Nairobi News

BlogNews

CITY GIRL: Good riddance, shisha! Let’s now ban betting

By CITY GIRL December 29th, 2017 3 min read

I applaud the Health Ministry for banning shisha. For my readers who might not know what shisha is, let me explain. Shisha is a type of “water pipe smoking” whose system includes a water bowl and a hose (or pipe).

This is how shisha works: the flavoured tobacco is placed on the water bowl’s head and charcoal is then placed on top to burn the scented tobacco.

The smoke then passes down to the water pipe, into the water bowl and up the pipe into the smoker’s mouth. Exciting and sophisticated as it may seem, shisha is one of the biggest curses of my generation.

If you think that cigarette smoking is harmful to your health, then you haven’t tried shisha. A report by the World Health Organisation states that the water pipe has so many toxic substances that cause lung cancer and heart disease.

While cigarette smoking yields about 0.5 to 0.6 litres of smoke over a period of, say, seven minutes of smoking, shisha lasts between 30 minutes to 80 minutes and yields close to a litre of smoke per session. WHO likens one session of shisha smoking to smoking 100 or more cigarettes at once.

Now, imagine a young, shisha-loving Kenyan, who indulges in two sessions of shisha per weekend. That is almost eight shisha smoking sessions a month.

LUNG CANCER

Going by the WHO report, that is about 800 cigarettes a month. And that’s just the average shisha smoker, we have not talked about addicts.

I don’t want to even think about what four or five years of shisha smoking can do to the lungs of the average twenty-something-year-old. I have a deep and sad feeling that we will be seeing the results in the next 15 years when these young smokers will be in their forties, with children to raise, mortgages to pay and lung cancer to deal with.

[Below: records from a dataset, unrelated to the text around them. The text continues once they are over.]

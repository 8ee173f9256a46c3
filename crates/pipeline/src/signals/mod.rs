//! Conversion of raw inbound events into enriched [`Signal`]s.
//!
//! The processor dispatches on the event type to a registered
//! [`EventHandler`]. Handlers parse the payload, load the player's state once,
//! and attach it to the signal as a shared [`PlayerContext`]. Cheap
//! enrichment belongs here; expensive or conditional lookups belong in the
//! rule that needs them.
//!
//! [`Signal`]: churn_core::Signal
//! [`PlayerContext`]: churn_core::PlayerContext

mod error;
mod login;
mod processor;
mod statistic;

pub use error::SignalError;
pub use login::{LOGIN_EVENT, LoginHandler};
pub use processor::{EventHandler, HandlerEnv, RawEvent, SignalProcessor};
pub use statistic::{STATISTIC_EVENT, StatCodes, StatisticHandler};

Today, I want to challenge the government. The next ban should be on betting.

There are two things eating Kenyan youth, nay, three things. The first was shisha, which has been dealt with. The second is social media addiction, which is a serious enough problem. The third, and the most fatal, is betting. Shisha was popular among the young women and a governor from the Coast.

Betting is common among young Kenyan men. We have saved the “girl child”. It is time to save young Kenyan men.

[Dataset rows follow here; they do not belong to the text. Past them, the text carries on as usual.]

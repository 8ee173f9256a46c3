//! Pipeline service behavior: concurrency, deadlines, shutdown.

mod common;

use std::sync::Arc;
use std::time::Duration;

use common::RecordingFulfillment;
use pipeline::{
    DispatchConfig, GrantItemAction, InMemoryStateStore, PipelineError, PipelineManager,
    PipelineService, RageQuitRule, RawEvent, RecordSignalAction, StateStore,
};
use serde_json::json;

fn manager(
    store: Arc<InMemoryStateStore>,
    fulfillment: Arc<RecordingFulfillment>,
) -> Arc<PipelineManager> {
    Arc::new(
        PipelineManager::builder()
            .store(store)
            .rule(Arc::new(RageQuitRule::default()))
            .action(Arc::new(RecordSignalAction::default()))
            .action(Arc::new(GrantItemAction::new(fulfillment, "gem", 5)))
            .bind(RageQuitRule::ID, ["record_signal", "grant_item"], false)
            .build()
            .unwrap(),
    )
}

fn rage_quit(user_id: &str) -> RawEvent {
    RawEvent::new(
        "statistic_updated",
        json!({ "userId": user_id, "statCode": "rage-quit-count", "latestValue": 3 }),
    )
}

#[tokio::test]
async fn processes_many_players_concurrently() {
    let store = Arc::new(InMemoryStateStore::new());
    let fulfillment = Arc::new(RecordingFulfillment::default());
    let service = PipelineService::start(
        manager(store.clone(), fulfillment.clone()),
        DispatchConfig {
            max_in_flight: 4,
            ..DispatchConfig::default()
        },
    );
    let handle = service.handle();

    let mut replies = Vec::new();
    for n in 0..16 {
        let handle = handle.clone();
        replies.push(tokio::spawn(async move {
            handle.process(rage_quit(&format!("p{n}"))).await
        }));
    }
    for reply in replies {
        let report = reply.await.unwrap().unwrap();
        assert!(report.fired(RageQuitRule::ID));
    }

    drop(handle);
    service.shutdown().await.unwrap();
    assert_eq!(store.len(), 16);
    assert_eq!(fulfillment.grant_count(), 16);
}

#[tokio::test]
async fn deadline_interrupts_and_keeps_partial_state() {
    let store = Arc::new(InMemoryStateStore::new());
    let fulfillment = Arc::new(RecordingFulfillment::slow(Duration::from_secs(30)));
    let service = PipelineService::start(
        manager(store.clone(), fulfillment.clone()),
        DispatchConfig {
            event_timeout: Some(Duration::from_millis(50)),
            ..DispatchConfig::default()
        },
    );

    let err = service.handle().process(rage_quit("slow")).await.unwrap_err();
    let PipelineError::Interrupted(report) = err else {
        panic!("expected interruption, got {err:?}");
    };
    let execution = report.execution(RageQuitRule::ID).unwrap();
    assert!(execution.cancelled);
    assert_eq!(execution.executed, vec!["record_signal"]);
    assert_eq!(execution.skipped, vec!["grant_item"]);
    assert!(report.saved);

    let state = store.load("slow").await.unwrap();
    assert_eq!(state.signal_history.len(), 1);
    assert!(state.intervention_history.is_empty());
    assert_eq!(fulfillment.grant_count(), 0);

    service.shutdown().await.unwrap();
}

#[tokio::test]
async fn submit_after_shutdown_fails() {
    let store = Arc::new(InMemoryStateStore::new());
    let service = PipelineService::start(
        manager(store.clone(), Arc::new(RecordingFulfillment::default())),
        DispatchConfig::default(),
    );
    let handle = service.handle();
    handle.submit(rage_quit("p1")).await.unwrap();

    service.abort().await.unwrap();
    let err = handle.submit(rage_quit("p2")).await.unwrap_err();
    assert!(matches!(err, PipelineError::CommandChannelClosed));
}
use async_trait::async_trait;
use pipeline::{FulfillmentService, ServiceError};

/// Fulfillment that only logs what would be sent to the game platform.
///
/// Stands in until a platform client is wired up.
pub struct LoggingFulfillment;

#[async_trait]
impl FulfillmentService for LoggingFulfillment {
    async fn grant(&self, user_id: &str, item_id: &str, quantity: u32) -> Result<(), ServiceError> {
        tracing::info!(target: "churn::fulfillment", user_id, item_id, quantity, "grant item");
        Ok(())
    }

    async fn reset_stat(&self, user_id: &str, stat_code: &str) -> Result<(), ServiceError> {
        tracing::info!(target: "churn::fulfillment", user_id, stat_code, "reset stat");
        Ok(())
    }

    async fn increment_stat(
        &self,
        user_id: &str,
        stat_code: &str,
        delta: i64,
    ) -> Result<(), ServiceError> {
        tracing::info!(target: "churn::fulfillment", user_id, stat_code, delta, "increment stat");
        Ok(())
    }
}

Kenya has become a betting nation. Betting has become so rampant that it is among the top expenditures of the average young man. Football season or not, betting is Kenya’s biggest industry, minting billions of shillings, if not trillions, annually. It has become so big that new betting companies are springing up every day, promising better returns.

BETTING COMPANIES

While there is no empirical evidence on the ramifications of betting among the youth, anecdotal evidence suggests that men are spending whatever little they earn on betting, some even committing suicide when they fail to win.

The sad news is that the only beneficiaries are the betting companies. Many young men, with little purchasing power, are using the little they earn on betting, wrongly thinking that they are making “investments”.

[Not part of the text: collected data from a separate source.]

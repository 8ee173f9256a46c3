//! Data model and lifecycle rules for churn detection.
//!
//! `churn-core` defines the values that flow through the evaluation pipeline
//! (signals, player context, triggers) and the durable per-player
//! [`ChurnState`]. All lifecycle transitions on the state (weekly session
//! resets, cooldown extension, intervention outcomes, challenge expiry) live
//! here as pure functions so the pipeline crate only orchestrates I/O.
pub mod context;
pub mod error;
pub mod signal;
pub mod state;
pub mod trigger;

pub use context::{PlayerContext, SessionInfo};
pub use error::StateError;
pub use signal::{Metadata, Signal, SignalKind, SignalPayload};
pub use state::{
    ChallengeState, ChurnState, Cooldown, InterventionRecord, LifecycleReport, Outcome, Sessions,
    Severity, SignalRecord,
};
pub use trigger::Trigger;

/// Wall-clock instant used throughout the model.
pub type Timestamp = chrono::DateTime<chrono::Utc>;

While shisha smoking is a health issue, betting is a moral one. It is an issue of reaping where one has not sowed (for both the gambler and the betting companies).

We are raising a generation of young men who are eating where they have not planted, abandoning values of hard work and diligence in the hope of quick gains.

This is not the future of Kenya. We do not want a generation of young men who will gamble away rent, school fees and money meant to feed their families. Yet, this is where we are headed, and only the government can save the youth.

This is why it needs to do something drastic. If this government is serious about youth, especially young men, then by this time next year, betting companies should be gone.

Let 2018 be the year that Kenya bans betting.